Ng Charlotte K Y, Di Costanzo Giovan Giuseppe, Terracciano Luigi M, Piscuoglio Salvatore
Institute of Pathology, University Hospital Basel, Basel, Switzerland.
Department of Biomedicine, Hepatology Laboratory, University of Basel, Basel, Switzerland.
Front Med (Lausanne). 2018 Mar 26;5:78. doi: 10.3389/fmed.2018.00078. eCollection 2018.
Over the past decade, the advancements in massively parallel sequencing have provided a new paradigm in biomedical research to uncover the genetic basis of human diseases. Integration of 'omics information has begun transforming clinical management of cancer patients in terms of diagnostics and treatment options, giving rise to the era of precision medicine. Currently, nucleic acids for molecular profiling for patients diagnosed with hepatocellular carcinoma (HCC) are typically obtained from resected tumor materials or transplanted neoplastic liver and occasionally from biopsies. Given the intrinsic risks associated with such invasive procedures, circulating cell-free DNA (cfDNA) has been proposed as an alternative source for tumor DNA. Circulating cfDNA is a type of cell-free nucleic acid that derives from apoptotic, necrotic, as well as living eukaryotic cells. Importantly, the detection of abnormal forms of circulating cfDNA that originate from cancer cells provides a new tool for cancer detection, disease monitoring, and molecular profiling. Currently, cfDNA is beginning to be adopted into clinical practice as a non-invasive tool to monitor disease by tracking the evolution of disease-specific genetic alterations in several major cancer types. Moreover, cfDNA is demonstrating potential clinical value as a surrogate to assess the molecular makeup of tumors and to overcome the sampling biases inherent to intra-tumor genetic heterogeneity, especially in the metastatic setting. With the improvements in 'omics and molecular biology techniques, coupled with the increasing understanding in the molecular pathogenesis of cancer, it can be anticipated that the detection and analysis of cfDNA will become more specific and sensitive and thus enable cfDNA analysis to be used as a diagnostic aid in patients with early-stage disease and perhaps even in a screening setting. In this review, we provide an overview of the latest findings on the role and potential utility of cfDNA analysis in the diagnosis, management, and screening of HCC.

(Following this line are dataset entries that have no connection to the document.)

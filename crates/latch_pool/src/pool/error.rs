use crate::ArgsError;
use thiserror::Error;

/// Errors raised by pools, the assembler and the reclaimer.
///
/// All of them are local and synchronous; nothing is retried.
#[derive(Debug, Error)]
pub enum PoolError {
    #[error("{pool}: configuration '{alias}' is not registered")]
    ConfigurationNotFound { pool: &'static str, alias: String },

    #[error("{pool}: collection '{alias}' is not registered")]
    CollectionNotFound { pool: &'static str, alias: String },

    #[error("{pool}: collection '{alias}' is already registered")]
    DuplicateCollection { pool: &'static str, alias: String },

    #[error("{pool}: '{alias}' is not available, all {max_amount} instances are active")]
    PoolExhausted {
        pool: &'static str,
        alias: String,
        max_amount: usize,
    },

    #[error("entity type '{alias}' has no max amount and can not be requested explicitly")]
    UncappedExplicitRequest { alias: String },

    #[error("entity type '{alias}' is not a container, can not add children to it")]
    NotAContainer { alias: String },

    #[error("attaching entity {child} under {parent} would make it its own ancestor")]
    CyclicAttachment { parent: String, child: String },

    #[error("reclaiming requires a non-empty identifier")]
    MissingIdentifier,

    #[error("{pool}: object {handle} is already idle")]
    AlreadyIdle { pool: &'static str, handle: String },

    #[error("{pool}: handle {handle} does not refer to a live object")]
    StaleHandle { pool: &'static str, handle: String },

    #[error("failed to configure '{type_id}'")]
    Configure {
        type_id: String,
        #[source]
        source: ArgsError,
    },

    #[error("recipe '{name}' is not registered")]
    RecipeNotFound { name: String },

    #[error("unknown claim mode '{mode}', expected \"type\" or \"configuration\"")]
    UnknownClaimMode { mode: String },
}
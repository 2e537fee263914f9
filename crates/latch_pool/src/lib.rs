//! Latch Pool
//!
//! Object lifecycle core for scene trees:
//! - Reusable object pools with per-collection capacity
//! - Entity and unit pools with named configurations
//! - An assembler that builds entity trees from configurations
//! - A reclaimer that returns whole subtrees to their pools
//!
//! Everything is single-threaded. A [`PoolRegistry`] owns both pools for
//! the lifetime of a scene; [`Assembler`] and [`Reclaimer`] borrow it.

pub mod args;
mod assembler;
mod handle;
mod macros;
mod object;
pub mod pool;
mod reclaimer;
mod registry;
pub mod settings;

#[cfg(test)]
mod test_util;

pub use args::{Args, ArgsError};
pub use assembler::Assembler;
pub use handle::{Handle, Uid};
pub use object::{AsAny, Entity, Pooled, Unit};
pub use pool::{
    Attachment, EntityConfiguration, EntityId, EntityPool, Growth, PoolError, PoolSnapshot,
    Request, UnitConfiguration, UnitId, UnitPool,
};
pub use reclaimer::{ClaimMode, Reclaimer};
pub use registry::PoolRegistry;
pub use settings::{CollectionSettings, PoolSettings, RecipeBook};

pub use serde_json;

/// Crate version
pub const VERSION: &str = env!("CARGO_PKG_VERSION");
//! crates/study_notes_core/src/category.rs
//!
//! The fixed set of coarse subject filters shown above the note grid.

use std::fmt;
use std::str::FromStr;

#[derive(Debug, Clone, Copy, PartialEq, Eq, Hash, Default)]
pub enum Category {
    #[default]
    All,
    Biology,
    Chemistry,
    Physics,
    English,
    Favorites,
}

impl Category {
    /// The subject categories, in the order they are displayed.
    pub const SUBJECTS: [Category; 4] = [
        Category::Biology,
        Category::Chemistry,
        Category::Physics,
        Category::English,
    ];

    pub fn label(&self) -> &'static str {
        match self {
            Category::All => "All",
            Category::Biology => "Biology",
            Category::Chemistry => "Chemistry",
            Category::Physics => "Physics",
            Category::English => "English",
            Category::Favorites => "Favorites",
        }
    }

    /// The short code a normalized subject must contain to fall in this category.
    /// `None` for `All` and `Favorites`, which do not look at the subject.
    pub fn subject_code(&self) -> Option<&'static str> {
        match self {
            Category::Biology => Some("bio"),
            Category::Chemistry => Some("chem"),
            Category::Physics => Some("phy"),
            Category::English => Some("eng"),
            Category::All | Category::Favorites => None,
        }
    }
}

impl fmt::Display for Category {
    fn fmt(&self, f: &mut fmt::Formatter<'_>) -> fmt::Result {
        f.write_str(self.label())
    }
}

#[derive(Debug, Clone, PartialEq, Eq, thiserror::Error)]
#[error("unknown category '{0}'")]
pub struct UnknownCategory(pub String);

impl FromStr for Category {
    type Err = UnknownCategory;

    fn from_str(s: &str) -> Result<Self, Self::Err> {
        let wanted = s.trim();
        [Category::All]
            .into_iter()
            .chain(Category::SUBJECTS)
            .chain([Category::Favorites])
            .find(|c| c.label().eq_ignore_ascii_case(wanted))
            .ok_or_else(|| UnknownCategory(wanted.to_string()))
    }
}

#[cfg(test)]
mod tests {
    use super::*;

    #[test]
    fn test_parse_is_case_insensitive() {
        assert_eq!("biology".parse::<Category>().unwrap(), Category::Biology);
        assert_eq!(" FAVORITES ".parse::<Category>().unwrap(), Category::Favorites);
        assert_eq!("All".parse::<Category>().unwrap(), Category::All);
    }

    #[test]
    fn test_parse_rejects_unknown_label() {
        let err = "History".parse::<Category>().unwrap_err();
        assert_eq!(err, UnknownCategory("History".to_string()));
    }

    #[test]
    fn test_only_subjects_have_codes() {
        assert!(Category::All.subject_code().is_none());
        assert!(Category::Favorites.subject_code().is_none());
        for category in Category::SUBJECTS {
            assert!(category.subject_code().is_some(), "{category} has no code");
        }
    }
}
//! crates/study_notes_core/src/filter.rs
//!
//! Decides which notes are displayed for a given category, search term and
//! favorites set. Everything here is pure and deterministic.

use std::collections::HashMap;
use uuid::Uuid;

use crate::category::Category;
use crate::domain::Note;

//=========================================================================================
// Favorites Set
//=========================================================================================

/// The notes a user has marked, keyed by note id.
#[derive(Debug, Clone, Default)]
pub struct FavoriteSet {
    by_id: HashMap<Uuid, Note>,
}

impl FavoriteSet {
    pub fn new() -> Self {
        Self::default()
    }

    pub fn contains(&self, note_id: Uuid) -> bool {
        self.by_id.contains_key(&note_id)
    }

    /// Returns `false` if the note was already present.
    pub fn insert(&mut self, note: Note) -> bool {
        self.by_id.insert(note.id, note).is_none()
    }

    pub fn remove(&mut self, note_id: Uuid) -> Option<Note> {
        self.by_id.remove(&note_id)
    }

    /// Replaces the whole set.
    pub fn replace<I: IntoIterator<Item = Note>>(&mut self, notes: I) {
        self.by_id = notes.into_iter().map(|n| (n.id, n)).collect();
    }

    pub fn clear(&mut self) {
        self.by_id.clear();
    }

    pub fn len(&self) -> usize {
        self.by_id.len()
    }

    pub fn is_empty(&self) -> bool {
        self.by_id.is_empty()
    }

    pub fn iter(&self) -> impl Iterator<Item = &Note> {
        self.by_id.values()
    }
}

impl FromIterator<Note> for FavoriteSet {
    fn from_iter<I: IntoIterator<Item = Note>>(iter: I) -> Self {
        let mut set = FavoriteSet::new();
        set.replace(iter);
        set
    }
}

//=========================================================================================
// Predicates
//=========================================================================================

/// Lower-cases and trims a raw search term.
pub fn normalize_search(term: &str) -> String {
    term.trim().to_lowercase()
}

fn normalize_subject(subject: &str) -> String {
    subject.trim().to_lowercase()
}

/// `search` must already be normalized. An empty term matches every note.
pub fn matches_search(note: &Note, search: &str) -> bool {
    search.is_empty()
        || note.title.to_lowercase().contains(search)
        || normalize_subject(&note.subject).contains(search)
}

pub fn matches_category(note: &Note, category: Category, favorites: &FavoriteSet) -> bool {
    match category {
        Category::All => true,
        Category::Favorites => favorites.contains(note.id),
        subject => subject
            .subject_code()
            .is_some_and(|code| normalize_subject(&note.subject).contains(code)),
    }
}

/// The order-preserving subsequence of `notes` that passes both the search and
/// the category predicate.
pub fn compute_visible<'a>(
    notes: &'a [Note],
    favorites: &FavoriteSet,
    category: Category,
    search_term: &str,
) -> Vec<&'a Note> {
    let search = normalize_search(search_term);
    notes
        .iter()
        .filter(|note| matches_search(note, &search) && matches_category(note, category, favorites))
        .collect()
}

在过去十年中,大规模平行测序技术的进步为生物医学研究提供了一种新的模式,以揭示人类疾病的遗传基础。“组学”信息的整合已开始在癌症患者的诊断和治疗选择方面改变临床管理方式,从而开启了精准医学时代。目前,对于被诊断为肝细胞癌(HCC)的患者,用于分子谱分析的核酸通常从切除的肿瘤组织或移植的肿瘤肝脏中获取,偶尔也从活检组织中获取。鉴于此类侵入性操作存在的固有风险,循环游离DNA(cfDNA)已被提议作为肿瘤DNA的替代来源。循环cfDNA是一种游离核酸,来源于凋亡细胞、坏死细胞以及活的真核细胞。重要的是,检测源自癌细胞的循环cfDNA异常形式为癌症检测、疾病监测和分子谱分析提供了一种新工具。目前,cfDNA正开始作为一种非侵入性工具被应用于临床实践,通过追踪几种主要癌症类型中疾病特异性基因改变的演变来监测疾病。此外,cfDNA作为评估肿瘤分子组成以及克服肿瘤内遗传异质性所固有的采样偏差的替代物,正显示出潜在的临床价值,尤其是在转移情况下。随着“组学”和分子生物学技术的改进,以及对癌症分子发病机制的认识不断加深,可以预期cfDNA的检测和分析将变得更加特异和灵敏,从而使cfDNA分析能够用作早期疾病患者甚至筛查环境中的诊断辅助手段。在本综述中,我们概述了cfDNA分析在HCC诊断、管理和筛查中的作用及潜在用途的最新研究结果。